Publicado en: Blog por F. Javier Pedroche

Una de las muchas enseñanzas que nos ha trasmitido esta anómala situación producida por la pandemia del coronavirus es algo que ya muchos presentíamos desde hace tiempo, la mala salud del tejido empresarial que tenemos en España. El COVID-19 ha puesto de manifiesto que la economía de nuestro país está basada en empresas de una enorme fragilidad, con independencia de su tamaño, incapaces de hacer frente a situaciones de emergencia como la que estamos viviendo.

Obviando aquí las grandes corporaciones financieras y esas ¿grandes? empresas que aprovechan cualquier coyuntura para pedir, y realizar, despidos baratos o reducciones salariales echándose en manos de un Estado que, en circunstancias normales, denostarían, resulta cuanto menos sorprendente ver como negocios de larga trayectoria no son capaces de soportar uno o dos meses de cierre.

En algunos casos, porque la cultura del pelotazo implantada en España en la década de los ochenta creó un buen número de empresas sin el consiguiente músculo financiero para sostener cualquier crisis. En otros, porque la propia estructura de esa actividad obliga a las empresas a trabajar con márgenes tan estrechos que les impide contar con recursos para salir adelante. En este último se sitúa el transporte de mercancías por carretera, cuyas flotas trabajan la mayoría de las veces con rentabilidades por debajo de 1,5%, para las que si un simple constipado resulta mortal, no digamos ya una pandemia a escala mundial.

Una reciente encuesta realizada por la Confederación Española de Transporte de Mercancías arroja que el 42% de las empresas de transporte se han visto obligadas a realizar algún tipo de regulación de empleo desde el comienzo de la crisis, lo que habría afectado al 18% de los trabajadores, y que 55.000 empleos están en peligro, con motivo de estado de alerta establecido por el gobierno.

A lo largo del confinamiento se ha podido observar como algunos productos de primera necesidad han incrementado sus precios por lo que la política de mercados se denomina la ley de la oferta y la demanda. También como la fuerte caída en el precio del petróleo no ha tenido la misma repercusión en el del gasoil, la sangre fundamental que hace que el transporte fluya, pero de lo que no se tiene constancia es de que las tarifas del sector se hayan incrementado como consecuencia de constituirse como actividad esencial dentro de la pandemia. Más bien todo lo contrario, ya que desde algunos sectores de los cargadores han aprovechado una vez más que el Pisuerga pasa por Valladolid para proponer otra vuelta de tuerca solicitando de nuevo la implantación de las 44 toneladas.

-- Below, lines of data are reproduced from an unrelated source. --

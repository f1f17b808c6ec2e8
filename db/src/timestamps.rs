//! Lifecycle timestamp capability shared by every entity.
//!
//! Each `ActiveModel` implements [`Timestamped`] explicitly and calls
//! [`Timestamped::stamp`] from its `before_save` hook. Bulk writers
//! (`insert_many`, `update_many`) bypass the hook and call `stamp` themselves.

use chrono::{DateTime, Utc};

pub trait Timestamped {
    fn set_created_at(&mut self, at: DateTime<Utc>);

    fn set_updated_at(&mut self, at: DateTime<Utc>);

    /// Sets `updated_at`, and `created_at` as well when inserting.
    fn stamp(&mut self, at: DateTime<Utc>, insert: bool) {
        if insert {
            self.set_created_at(at);
        }
        self.set_updated_at(at);
    }
}
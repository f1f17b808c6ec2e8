#![allow(dead_code)]

use std::sync::Arc;
use std::time::Duration;

use chrono::Utc;
use db::models::assignment_user;
use db::test_utils::setup_test_db;
use sea_orm::DatabaseConnection;
use services::Engine;
use services::assignment_store::{CreateAssignment, ProblemSpec};
use services::best_submission::GradedSubmission;
use services::config::{EngineConfig, RetryPolicy};
use services::roster::InMemoryRosterProvider;

pub struct TestEngine {
    pub engine: Engine,
    pub provider: Arc<InMemoryRosterProvider>,
    pub db: DatabaseConnection,
}

pub fn fast_config() -> EngineConfig {
    EngineConfig {
        roster_timeout: Duration::from_millis(200),
        roster_retry: RetryPolicy {
            max_attempts: 3,
            initial_delay: Duration::from_millis(1),
            max_delay: Duration::from_millis(10),
            multiplier: 2.0,
        },
        sync_queue_capacity: 16,
        max_cas_attempts: 8,
    }
}

pub async fn test_engine() -> TestEngine {
    let db = setup_test_db().await;
    let provider = Arc::new(InMemoryRosterProvider::new());
    let engine = Engine::new(db.clone(), provider.clone(), fast_config());
    TestEngine {
        engine,
        provider,
        db,
    }
}

pub fn problem(problem_id: i64, points: i64) -> ProblemSpec {
    ProblemSpec { problem_id, points }
}

pub fn assignment_spec(class_id: i64, problems: Vec<ProblemSpec>) -> CreateAssignment {
    CreateAssignment {
        teacher_id: 1,
        class_id,
        title: "Practice set".into(),
        description: Some("weekly practice".into()),
        start_time: None,
        end_time: None,
        allow_late_submission: false,
        problems,
    }
}

pub fn graded(
    assignment_user_id: i64,
    problem_id: i64,
    score: i64,
    total_time: i64,
    total_memory: i64,
) -> GradedSubmission {
    GradedSubmission {
        assignment_user_id,
        problem_id,
        score,
        max_score: 100,
        total_time,
        total_memory,
        submitted_at: Utc::now(),
    }
}

pub async fn participant(t: &TestEngine, assignment_id: i64, student_id: i64) -> assignment_user::Model {
    assignment_user::Model::find_for_student(&t.db, assignment_id, student_id)
        .await
        .unwrap()
        .unwrap_or_else(|| panic!("student {student_id} is not on assignment {assignment_id}"))
}

pub async fn participants(t: &TestEngine, assignment_id: i64) -> Vec<assignment_user::Model> {
    assignment_user::Model::find_by_assignment(&t.db, assignment_id)
        .await
        .unwrap()
}
use std::time::Duration;

use async_trait::async_trait;
use reqwest::StatusCode;
use serde::Deserialize;
use tracing::debug;

use super::{RosterError, RosterProvider};

#[derive(Debug, Deserialize)]
struct RosterResponse {
    student_ids: Vec<i64>,
}

/// Roster provider backed by the class service's HTTP API:
/// `GET {base_url}/classes/{class_id}/students` → `{"student_ids": [..]}`.
#[derive(Debug, Clone)]
pub struct HttpRosterProvider {
    client: reqwest::Client,
    base_url: String,
}

impl HttpRosterProvider {
    pub fn new(base_url: impl Into<String>) -> Self {
        Self::with_client(reqwest::Client::new(), base_url)
    }

    pub fn with_client(client: reqwest::Client, base_url: impl Into<String>) -> Self {
        let base_url = base_url.into().trim_end_matches('/').to_string();
        Self { client, base_url }
    }

    pub fn students_url(&self, class_id: i64) -> String {
        format!("{}/classes/{}/students", self.base_url, class_id)
    }
}

#[async_trait]
impl RosterProvider for HttpRosterProvider {
    async fn get_student_ids_by_class(
        &self,
        class_id: i64,
        timeout: Duration,
    ) -> Result<Vec<i64>, RosterError> {
        let url = self.students_url(class_id);
        debug!(class_id, %url, "fetching roster");

        let response = self
            .client
            .get(&url)
            .timeout(timeout)
            .send()
            .await
            .map_err(|e| transport_error(e, timeout))?;

        if let Some(err) = status_error(response.status()) {
            return Err(err);
        }

        let body: RosterResponse = response
            .json()
            .await
            .map_err(|e| transport_error(e, timeout))?;

        Ok(body.student_ids)
    }
}

/// Server-side failures and throttling are worth retrying; any other
/// non-success answer will not change on its own.
fn status_error(status: StatusCode) -> Option<RosterError> {
    if status.is_success() {
        return None;
    }
    let message = format!("roster service returned {status}");
    if status.is_server_error() || status == StatusCode::TOO_MANY_REQUESTS {
        Some(RosterError::Network(message))
    } else {
        Some(RosterError::Decode(message))
    }
}

/// Only a body that arrived whole but did not parse is a decode failure; a
/// connection dropped mid-body is a network failure.
fn transport_error(err: reqwest::Error, timeout: Duration) -> RosterError {
    if err.is_timeout() {
        RosterError::Timeout(timeout)
    } else if err.is_decode() {
        RosterError::Decode(err.to_string())
    } else {
        RosterError::Network(err.to_string())
    }
}
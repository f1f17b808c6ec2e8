use sea_orm_migration::prelude::*;

pub struct Migration;

impl MigrationName for Migration {
    fn name(&self) -> &str {
        "m202610010004_create_assignment_users"
    }
}

#[async_trait::async_trait]
impl MigrationTrait for Migration {
    async fn up(&self, manager: &SchemaManager) -> Result<(), DbErr> {
        manager
            .create_table(
                Table::create()
                    .table(Alias::new("assignment_users"))
                    .if_not_exists()
                    .col(
                        ColumnDef::new(Alias::new("id"))
                            .integer()
                            .not_null()
                            .auto_increment()
                            .primary_key(),
                    )
                    .col(ColumnDef::new(Alias::new("assignment_id")).integer().not_null())
                    .col(ColumnDef::new(Alias::new("student_id")).integer().not_null())
                    .col(
                        ColumnDef::new(Alias::new("status"))
                            .string()
                            .not_null()
                            .default("not_started"),
                    )
                    .col(ColumnDef::new(Alias::new("assigned_at")).timestamp().not_null())
                    .col(ColumnDef::new(Alias::new("started_at")).timestamp().null())
                    .col(ColumnDef::new(Alias::new("submitted_at")).timestamp().null())
                    .col(ColumnDef::new(Alias::new("score")).integer().null())
                    .col(
                        ColumnDef::new(Alias::new("max_score"))
                            .integer()
                            .not_null()
                            .default(0),
                    )
                    .col(
                        ColumnDef::new(Alias::new("created_at"))
                            .timestamp()
                            .not_null()
                            .default(Expr::cust("CURRENT_TIMESTAMP")),
                    )
                    .col(
                        ColumnDef::new(Alias::new("updated_at"))
                            .timestamp()
                            .not_null()
                            .default(Expr::cust("CURRENT_TIMESTAMP")),
                    )
                    .foreign_key(
                        ForeignKey::create()
                            .from(Alias::new("assignment_users"), Alias::new("assignment_id"))
                            .to(Alias::new("assignments"), Alias::new("id"))
                            .on_delete(ForeignKeyAction::Cascade),
                    )
                    .to_owned(),
            )
            .await?;

        manager
            .create_index(
                Index::create()
                    .name("uq_assignment_users_assignment_student")
                    .table(Alias::new("assignment_users"))
                    .col(Alias::new("assignment_id"))
                    .col(Alias::new("student_id"))
                    .unique()
                    .if_not_exists()
                    .to_owned(),
            )
            .await?;

        manager
            .create_index(
                Index::create()
                    .name("idx_assignment_users_student_id")
                    .table(Alias::new("assignment_users"))
                    .col(Alias::new("student_id"))
                    .if_not_exists()
                    .to_owned(),
            )
            .await
    }

    async fn down(&self, manager: &SchemaManager) -> Result<(), DbErr> {
        manager
            .drop_table(Table::drop().table(Alias::new("assignment_users")).to_owned())
            .await
    }
}
use std::sync::Arc;
use std::time::Duration;

use common::config::AppConfig;
use common::logger::init_logging;
use migration::Migrator;
use sea_orm_migration::MigratorTrait;
use services::config::EngineConfig;
use services::roster::HttpRosterProvider;
use services::Engine;
use tracing::{error, info};

#[tokio::main]
async fn main() {
    let cfg = AppConfig::global().clone();
    let _log_guard = init_logging("logs", &cfg.log_file, &cfg.log_level, cfg.log_to_stdout);

    let db = db::connect().await.expect("Failed to connect to database");
    Migrator::up(&db, None)
        .await
        .expect("Failed to run migrations");

    let provider = Arc::new(HttpRosterProvider::new(cfg.roster_service_url.clone()));
    let engine = Engine::new(db, provider, EngineConfig::from(&cfg));

    info!(
        project = %cfg.project_name,
        env = %cfg.env,
        roster_service = %cfg.roster_service_url,
        interval_seconds = cfg.reconcile_interval_seconds,
        "roster reconciler started"
    );

    let mut ticker = tokio::time::interval(Duration::from_secs(cfg.reconcile_interval_seconds.max(1)));
    loop {
        tokio::select! {
            _ = ticker.tick() => {
                if let Err(e) = engine.reconcile_failures().await {
                    error!(error = %e, "reconciliation pass failed");
                }
            }
            _ = tokio::signal::ctrl_c() => {
                info!("shutdown requested");
                break;
            }
        }
    }

    engine.shutdown().await;
    info!("roster reconciler stopped");
}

El COVID-19 ha vuelto a mostrarnos la precariedad con la que trabaja el transporte de mercancías y la necesidad que tiene de contar con estructuras empresariales sólidas capaces de generar, no solo riqueza, sino también los recursos necesarios para hacer frente a la importante transformación que debe hacer el sector para llegar a formar parte de la industria 4.0 en igualdad de condiciones con todos los actores.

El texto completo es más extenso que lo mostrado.